Cette explication fabuleuse remonte probablement à une haute antiquité. Plusieurs savants de l’Islam, et non des moindres, l’avaient accueillie avec faveur : Massoudi, Kazwînî, Scems-ed-Dîn[1], citent, sans les repousser, cette hypothèse ou des hypothèses analogues.

L’idée de voir dans la marée une sorte de respiration de notre globe n’a guère trouvé d’accueil dans la Scolastique latine. Brunetto Latini la connaît ; mais il a le bon sens de la rejeter pour rapporter le flux et le reflux à l’action de la Lune.

« Li un, écrit-il[2], dient que li mondes a âme, à ce qu’il est fait des IV élémenz, et por ce coviént que il ait esperit[3], et dient que cil esperis a ses voies au parfant de la mer, par où il aspire aussi comme l’ome fait par les narilles ; et quant il aspire hors et ens[4], il fait les aigues[5] de mer aller sus et retraire arrière, et revient selon que ses aspiremenz va ens et Jiors.

» Mais li astronomien dient que ce n’est, se por la Lune, non[6] ; à ce que on voit les floz croistre et apetisier sèlonc la croissance et descroissance de la Lune, de VII en VII jors que la Lune fait ses IV voultes[7] en XXVIII jors par les IV quartiers de son cercle. »

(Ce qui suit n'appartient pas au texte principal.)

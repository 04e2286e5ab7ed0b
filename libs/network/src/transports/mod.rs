//! Transport-side session dispatch
//!
//! One physical transport (a socket, a connection pool) serves many peers.
//! The [`TransportWorkerDispatcher`] splits it into one application session
//! per [`PeerId`], each wrapped in a [`TransportWorker`].
//!
//! ```text
//!            ┌──────────────────────── dispatcher ───────────────────────┐
//!  bytes ──▶ │ peer P0 ─▶ worker(P0) ─▶ session                          │
//!  (peer)    │ peer P1 ─▶ worker(P1) ─▶ session      (created on demand) │
//!            │ peer P2 ─▶ worker(P2) ─▶ session                          │
//!            └───────────────────────────────────────────────────────────┘
//! ```

use crate::error::{Result, Sec};
use crate::identity::{NodeId, PeerId};
use crate::message::EndpointMessage;
use bytes::Bytes;
use tokio::sync::oneshot;

pub mod dispatcher;
pub mod worker;

pub use dispatcher::TransportWorkerDispatcher;
pub use worker::{TransportWorker, WorkerParent};

/// The physical transport as seen by the dispatcher
pub trait TransportContext<K: PeerId> {
    /// Queue bytes for the given peer
    fn write_packet(&mut self, peer: &K, bytes: Bytes) -> Result<()>;

    /// Node this process runs as
    fn local_node(&self) -> &NodeId;
}

/// What a session sees of the transport: writes go to its own peer
pub trait WorkerContext {
    /// Queue bytes for the peer owning this session
    fn write_packet(&mut self, bytes: Bytes) -> Result<()>;

    /// Node this process runs as
    fn local_node(&self) -> &NodeId;
}

/// Answer to a path resolution request
#[derive(Debug, Clone, PartialEq, Eq)]
pub struct Resolved {
    pub node: NodeId,
    pub path: String,
}

/// Receives the outcome of [`Application::resolve`]
pub type ResolveListener = oneshot::Sender<Result<Resolved>>;

/// Per-peer protocol state
pub trait Application: Send {
    /// Called once before the first data, message or timeout reaches the session
    fn init(&mut self, parent: &mut dyn WorkerContext) -> Result<()>;

    /// Bytes received from the peer
    fn handle_data(&mut self, parent: &mut dyn WorkerContext, data: &[u8]) -> Result<()>;

    /// Message to send to the peer
    fn write_message(
        &mut self,
        parent: &mut dyn WorkerContext,
        message: EndpointMessage,
    ) -> Result<()>;

    /// Look up `path` on the peer and report to `listener`
    fn resolve(&mut self, parent: &mut dyn WorkerContext, path: &str, listener: ResolveListener);

    /// A timeout registered for this session fired
    fn timeout(&mut self, parent: &mut dyn WorkerContext, kind: &str, id: u64);

    /// Transport-wide error notification
    fn handle_error(&mut self, code: Sec);

    /// Encode an outbound message for the wire
    fn serialize(message: &EndpointMessage) -> Result<Vec<u8>>
    where
        Self: Sized,
    {
        Ok(bincode::serialize(message)?)
    }
}

/// Builds sessions for previously unseen peers
pub trait ApplicationFactory {
    type Application: Application;

    /// Must not fail; validate factory state before handing it to a dispatcher
    fn make(&mut self) -> Self::Application;
}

Brunetto connaît la période mensuelle de la marée ; c’est dans cette période qu’il voit la preuve de l’action que la Lune exerce sur cet effet ; il ne paraît pas savoir que cette preuve se peut aussi déduire du lien qui existe entre la période diurne de la marée et le mouvement quotidien de la Lune.

C’est seulement d’une manière accessoire que Pierre d’Abano parle des marées ; il est médecin ; ce qui l’intéresse avant tout, c’est l’action que la Lune exerce sur les humeurs du corps humain ; le désir de mieux connaître cette action le presse seul de considérer l’effet du même astre sur le flux et le reflux de l’Océan.

1. Roberto Almagia, La Dottrina délia Marea nelV Aniichita. classica e nel Medio Evo. (Msmorie délia R. Accademia dei Lincei, Sérié 5a, Classe di Scienze matematiche, fisiche e naturali, vol. V, 1905, p. 444, p. 450-451.)

2. Brunetto Latini, loc.’cil.

3. Esperit = esprit, souffle.

4. Ens — en dedans.

5. Aigues = eau.

6. C’est-à-dire : Que ce n’est point, si ce n’est pour cause de la Lune.

7. Voultes — changements de face.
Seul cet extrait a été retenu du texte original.